Discussão acerca da Parentalidade
Implicações do desejo dos pais para a parentalidade
Na primeira subcategoria de análise: as implicações do desejo dos pais para a parentalidade, entendendo que este diz sempre respeito a um desejo inconsciente, que tende a realizar-se de acordo com o processo primário e as primeiras vivências de satisfação (Laplanche & Pontalis, 1998). Destacou-se, nos materiais analisados (Pretto, 2010; Quayle & Dornelles, 2015; Sonego, et. al., 2016; Zanetti & Gomes, 2011), que o desejo por ter um filho relaciona-se ao de uma completude narcísica ou como uma forma de transcender a mortalidade. Pretto (2010) sublinha que a isto também se conecta as fantasias de completude e onipotência. Este se relacionaria tanto aos pais quanto as mães, como destacam Sonego et. al (2016) ao estudar a experiência de pais (homens) em processos de reprodução assistida: a gravidez da companheira possibilitaria que aqueles pais obtivessem esta gratificação narcísica descrita por Freud (1914/1980).
Esta ênfase à ideia deste desejo de imortalidade e completude narcísica é, portanto, uma herança amplamente destacada na literatura do texto da obra de Freud (1914/1980): “O ponto mais vulnerável do sistema narcísico, a imortalidade do Eu, tão duramente encurralada pela realidade, ganha, assim, um refúgio seguro abrigando-se na criança.” (Freud,1914/1980, p. 110). O sujeito, assim, chega ao mundo com a missão de assegurar a continuidade do conjunto ao qual ele pertence, e em troca, o conjunto investe narcisicamente nele. Tal configuração é o P. Aulaguiner denominou aliança inconsciente estruturante, um contrato narcísico que atribui a cada indivíduo um lugar determinado no grupo, indicado pelas pessoas que sustentaram os discursos, que transmitem ideias e valores, como mitos fundadores do grupo (Kaës, 2011).
Pretto (2010) destaca ainda a complexidade do desejo materno, que seria perpassado além de satisfações narcisistas, por identificações com o bebê e sua própria mãe. Sonego, et. al. (2016) incluem a isto que este desejo começaria a ser produzido na infância, com o complexo de Édipo e processos identificatórios, em conformidade com Freud (1921/1980), ao defender que a identificação é o traço mais remoto do laço emocional com as outras pessoas e que tem papel importante na história primitiva do complexo de Édipo.
A impossibilidade de realizar este desejo de ter um bebê poderia ser vivida, em ambos os casos, como ferida narcísica para os pais. Quayle e Dornelles (2015), em consonância com Sonego at. al (2016), apontam a existência desta ferida em relação ao interdito para a procriação (imposto biológica ou socialmente), o que influenciaria na decisão das pessoas em buscar uma alternativa, como a reprodução assistida, muito embora, como destacam Sonego at. a(2016) este processo seja perpassado por sofrimento e dor (do ponto de vista físico e psíquico).

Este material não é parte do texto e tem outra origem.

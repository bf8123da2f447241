// src/lib.rs

pub mod config;
pub mod core;
pub mod server;

// Re-export
pub use crate::core::ExporterError;
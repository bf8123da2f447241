// src/core/timefmt.rs

//! Parsing of the query service's duration strings (`"1.234ms"`, `"2m3.5s"`) and of
//! request timestamps, whose layout depends on the server's major version.

use chrono::{DateTime, Utc};

/// Returned by the duration helpers when a value cannot be parsed.
/// A malformed duration degrades a single field, never the whole record.
pub const INVALID_DURATION: i64 = -1;

const NANOS_PER_MICRO: i64 = 1_000;
const NANOS_PER_MILLI: i64 = 1_000_000;

/// chrono format for the legacy layout, minus the trailing zone abbreviation.
const LEGACY_FORMAT: &str = "%Y-%m-%d %H:%M:%S%.f %z";

/// Parses a duration string into whole milliseconds, truncating any remainder.
/// Returns [`INVALID_DURATION`] on failure.
pub fn parse_duration_millis(text: &str) -> i64 {
    parse_duration_nanos(text)
        .map(|nanos| nanos / NANOS_PER_MILLI)
        .unwrap_or(INVALID_DURATION)
}

/// Parses a duration string into whole microseconds.
/// Returns [`INVALID_DURATION`] on failure.
pub fn parse_duration_micros(text: &str) -> i64 {
    parse_duration_nanos(text)
        .map(|nanos| nanos / NANOS_PER_MICRO)
        .unwrap_or(INVALID_DURATION)
}

/// Parses a signed sequence of `<number>[.<fraction>]<unit>` groups into nanoseconds.
///
/// Accepted units are `ns`, `us`, `µs`, `μs`, `ms`, `s`, `m` and `h`. The bare
/// string `"0"` is the only unit-less value accepted.
pub fn parse_duration_nanos(text: &str) -> Option<i64> {
    let mut s = text;
    let negative = match s.as_bytes().first() {
        Some(b'-') => {
            s = &s[1..];
            true
        }
        Some(b'+') => {
            s = &s[1..];
            false
        }
        _ => false,
    };

    if s == "0" {
        return Some(0);
    }
    if s.is_empty() {
        return None;
    }

    let mut total: i128 = 0;
    while !s.is_empty() {
        let int_len = s.bytes().take_while(u8::is_ascii_digit).count();
        let (int_part, rest) = s.split_at(int_len);

        let (frac_part, rest) = match rest.strip_prefix('.') {
            Some(after_dot) => {
                let frac_len = after_dot.bytes().take_while(u8::is_ascii_digit).count();
                after_dot.split_at(frac_len)
            }
            None => ("", rest),
        };
        if int_part.is_empty() && frac_part.is_empty() {
            return None;
        }

        let unit_len = rest
            .find(|c: char| c == '.' || c.is_ascii_digit())
            .unwrap_or(rest.len());
        let (unit, rest) = rest.split_at(unit_len);
        let scale = unit_nanos(unit)?;

        let whole: i128 = if int_part.is_empty() {
            0
        } else {
            int_part.parse().ok()?
        };
        let mut value = whole.checked_mul(scale)?;

        if !frac_part.is_empty() {
            // Digits beyond nanosecond precision of an hour cannot change the result.
            let digits = &frac_part[..frac_part.len().min(18)];
            let fraction: i128 = digits.parse().ok()?;
            value += fraction * scale / 10i128.pow(digits.len() as u32);
        }

        total = total.checked_add(value)?;
        s = rest;
    }

    if negative {
        total = -total;
    }
    i64::try_from(total).ok()
}

fn unit_nanos(unit: &str) -> Option<i128> {
    let nanos = match unit {
        "ns" => 1,
        "us" | "µs" | "μs" => 1_000,
        "ms" => 1_000_000,
        "s" => 1_000_000_000,
        "m" => 60 * 1_000_000_000,
        "h" => 3_600 * 1_000_000_000,
        _ => return None,
    };
    Some(nanos)
}

/// The timestamp layout used by a cluster's query service for `requestTime`.
#[derive(Debug, Clone, Copy, PartialEq, Eq, Default)]
pub enum DateLayout {
    /// `2018-05-10 17:35:21.123456789 +0000 UTC`, used by 5.x servers.
    Legacy,
    /// RFC 3339 with nanosecond precision, used by every other version.
    #[default]
    Rfc3339Nano,
}

impl DateLayout {
    /// Selects the layout from a discovered server version such as `5.5.0-4958-enterprise`.
    pub fn from_version(version: &str) -> Self {
        match version.split('.').next() {
            Some("5") => DateLayout::Legacy,
            _ => DateLayout::Rfc3339Nano,
        }
    }

    /// Parses `text` with this layout, normalizing the result to UTC.
    pub fn parse(&self, text: &str) -> Option<DateTime<Utc>> {
        let text = text.trim();
        let parsed = match self {
            DateLayout::Legacy => DateTime::parse_from_str(text, LEGACY_FORMAT)
                .ok()
                .or_else(|| {
                    let (stamp, _zone) = text.rsplit_once(' ')?;
                    DateTime::parse_from_str(stamp, LEGACY_FORMAT).ok()
                }),
            DateLayout::Rfc3339Nano => DateTime::parse_from_rfc3339(text).ok(),
        };
        parsed.map(|dt| dt.with_timezone(&Utc))
    }
}
// src/core/dedup.rs

//! Filters a node's completed-request list against the cluster watermark so each
//! completed query is counted once across repeated polls.

use super::model::{CompletedQuery, RawCompletedRequest};
use super::timefmt::DateLayout;
use chrono::{DateTime, Utc};

/// The new completed queries of one node and the watermark they advance it to.
#[derive(Debug, Clone, PartialEq)]
pub struct CompletedBatch {
    pub watermark: DateTime<Utc>,
    pub queries: Vec<CompletedQuery>,
}

/// Derives every record and keeps the ones newer than `watermark`.
///
/// On a bootstrap scrape (`is_first_scrape`) every record is kept. Records whose
/// request time is missing or unparseable are kept too but never move the
/// watermark. The returned watermark is the latest request time among the kept
/// records, tracked as a running maximum so an out-of-order list still advances it
/// correctly, or `watermark` unchanged when no kept record carries a timestamp.
pub fn dedup_completed(
    raw: Vec<RawCompletedRequest>,
    watermark: DateTime<Utc>,
    is_first_scrape: bool,
    layout: DateLayout,
) -> CompletedBatch {
    let mut newest_kept: Option<DateTime<Utc>> = None;
    let mut queries = Vec::with_capacity(raw.len());

    for entry in raw {
        let query = CompletedQuery::from_raw(entry, layout);

        let is_new = match query.request_time {
            _ if is_first_scrape => true,
            Some(requested_at) => requested_at > watermark,
            None => true,
        };
        if !is_new {
            continue;
        }

        if let Some(requested_at) = query.request_time {
            newest_kept = Some(newest_kept.map_or(requested_at, |cur| cur.max(requested_at)));
        }
        queries.push(query);
    }

    CompletedBatch {
        watermark: newest_kept.unwrap_or(watermark),
        queries,
    }
}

Diante da forma como o desejo por ter um filho aparecia nos materiais desta primeira categoria de análise (I), em especial nos que diziam respeito à reprodução assistida, dividimos essa sub-categoria, destacando destacamos, em nossas análises, diferentes aspectos desta mesma questão: a impossibilidade de ter um bebê, vivida como ferida narcísica, em especial no caso de homens, em casais (a) e no caso de famílias monoparentais. (b).

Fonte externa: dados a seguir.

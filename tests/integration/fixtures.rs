// tests/integration/fixtures.rs

//! Common test fixtures: a scripted `HttpGet` and builders for the JSON documents
//! served by query nodes and the cluster manager.
//!
//! Not every test crate uses every fixture.
#![allow(dead_code)]

use async_trait::async_trait;
use bytes::Bytes;
use chrono::{DateTime, TimeZone, Utc};
use n1ql_exporter::core::http::{Credentials, HttpGet, Scheme};
use n1ql_exporter::core::monitor::MonitorTarget;
use n1ql_exporter::core::timefmt::DateLayout;
use serde_json::{Value, json};
use std::collections::HashMap;
use std::sync::Mutex;

pub const CLUSTER: &str = "PROD";
pub const QUERY_PORT: u16 = 8093;
pub const ADMIN_PORT: u16 = 8091;

pub fn credentials() -> Credentials {
    Credentials::new("admin", "secret")
}

/// `http://{host}:8093`
pub fn node_url(host: &str) -> String {
    format!("http://{host}:{QUERY_PORT}")
}

/// `http://{host}:8091`
pub fn admin_url(host: &str) -> String {
    format!("http://{host}:{ADMIN_PORT}")
}

pub fn target(nodes: &[&str]) -> MonitorTarget {
    MonitorTarget {
        cluster_name: CLUSTER.to_string(),
        nodes: nodes.iter().map(|n| n.to_string()).collect(),
        credentials: credentials(),
        scheme: Scheme::Http,
        query_port: QUERY_PORT,
        layout: DateLayout::Rfc3339Nano,
    }
}

/// 2018-05-10 17:35:00 UTC plus `secs` seconds.
pub fn at(secs: i64) -> DateTime<Utc> {
    Utc.with_ymd_and_hms(2018, 5, 10, 17, 35, 0).unwrap() + chrono::Duration::seconds(secs)
}

/// [`at`] formatted the way 6.x+ servers report `requestTime`.
pub fn rfc_time(secs: i64) -> String {
    at(secs).to_rfc3339_opts(chrono::SecondsFormat::Nanos, true)
}

/// [`at`] formatted the way 5.x servers report `requestTime`.
pub fn legacy_time(secs: i64) -> String {
    format!("{} +0000 UTC", at(secs).format("%Y-%m-%d %H:%M:%S%.9f"))
}

pub fn active_request(statement: &str, elapsed: &str, execution: &str) -> Value {
    json!({
        "elapsedTime": elapsed,
        "executionTime": execution,
        "scanConsistency": "unbounded",
        "statement": statement,
    })
}

pub fn completed_request(statement: &str, request_time: &str) -> Value {
    json!({
        "elapsedTime": "12.5ms",
        "serviceTime": "10.25ms",
        "errorCount": 0,
        "phaseCounts": { "IndexScan": 4, "Fetch": 4 },
        "phaseOperators": { "IndexScan": 1, "Fetch": 1 },
        "requestTime": request_time,
        "resultCount": 4,
        "resultSize": 512,
        "statement": statement,
        "state": "completed",
    })
}

pub fn vitals(completed: i64, cpu_user: f64, cpu_sys: f64) -> Value {
    json!({
        "uptime": "1h2m3s",
        "request.completed.count": completed,
        "cpu.user.percent": cpu_user,
        "cpu.sys.percent": cpu_sys,
    })
}

/// A `/pools/default` document. `nodes` holds `(hostname, services)` pairs.
pub fn pools_default(name: &str, version: &str, nodes: &[(&str, &[&str])]) -> Value {
    let nodes: Vec<Value> = nodes
        .iter()
        .map(|(hostname, services)| {
            json!({
                "hostname": hostname,
                "services": services,
                "version": version,
                "status": "healthy",
            })
        })
        .collect();
    json!({ "name": name, "nodes": nodes })
}

/// An `HttpGet` serving canned bodies per URL. Unknown URLs answer with an empty
/// body, which is what the production client returns on any failure.
#[derive(Default)]
pub struct FakeHttp {
    responses: Mutex<HashMap<String, Bytes>>,
    requests: Mutex<Vec<(String, Credentials)>>,
}

impl FakeHttp {
    pub fn new() -> Self {
        Self::default()
    }

    pub fn respond(&self, url: impl Into<String>, body: impl Into<Bytes>) {
        self.responses.lock().unwrap().insert(url.into(), body.into());
    }

    pub fn respond_json(&self, url: impl Into<String>, body: &Value) {
        self.respond(url, body.to_string());
    }

    pub fn forget(&self, url: &str) {
        self.responses.lock().unwrap().remove(url);
    }

    /// Serves all three query endpoints of `host`.
    pub fn serve_node(&self, host: &str, active: Vec<Value>, completed: Vec<Value>, vitals: Value) {
        let base = node_url(host);
        self.respond_json(format!("{base}/admin/active_requests"), &Value::Array(active));
        self.respond_json(
            format!("{base}/admin/completed_requests"),
            &Value::Array(completed),
        );
        self.respond_json(format!("{base}/admin/vitals"), &vitals);
    }

    /// Serves `/pools/default` on the admin port of `host`.
    pub fn serve_pools(&self, host: &str, body: &Value) {
        self.respond_json(format!("{}/pools/default", admin_url(host)), body);
    }

    pub fn requested_urls(&self) -> Vec<String> {
        self.requests
            .lock()
            .unwrap()
            .iter()
            .map(|(url, _)| url.clone())
            .collect()
    }

    pub fn request_count(&self) -> usize {
        self.requests.lock().unwrap().len()
    }

    pub fn credentials_seen(&self) -> Vec<Credentials> {
        self.requests
            .lock()
            .unwrap()
            .iter()
            .map(|(_, creds)| creds.clone())
            .collect()
    }
}

#[async_trait]
impl HttpGet for FakeHttp {
    async fn get(&self, url: &str, credentials: &Credentials) -> Bytes {
        self.requests
            .lock()
            .unwrap()
            .push((url.to_string(), credentials.clone()));
        self.responses
            .lock()
            .unwrap()
            .get(url)
            .cloned()
            .unwrap_or_default()
    }
}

A respeito desta (a) primeira questão, Sonego, et. al, (2016) enfatizam que para os homens, esta ferida narcísica está associada à quebra do ideal de virilidade imposto socialmente, ‘diminuindo’ seu valor como homem e gerando ansiedade, estigmatização, vergonha, culpa, entre outros. Frente a isto, podem surgir sentimentos de perda e frustração pessoal que influenciarão nos processos identificatórios do ser homem e ser pai (Sonego, et. al, 2015). É interessante pensarmos, neste sentido, às construções históricas e sociais do ideal de virilidade masculino ao quais as autoras se referem.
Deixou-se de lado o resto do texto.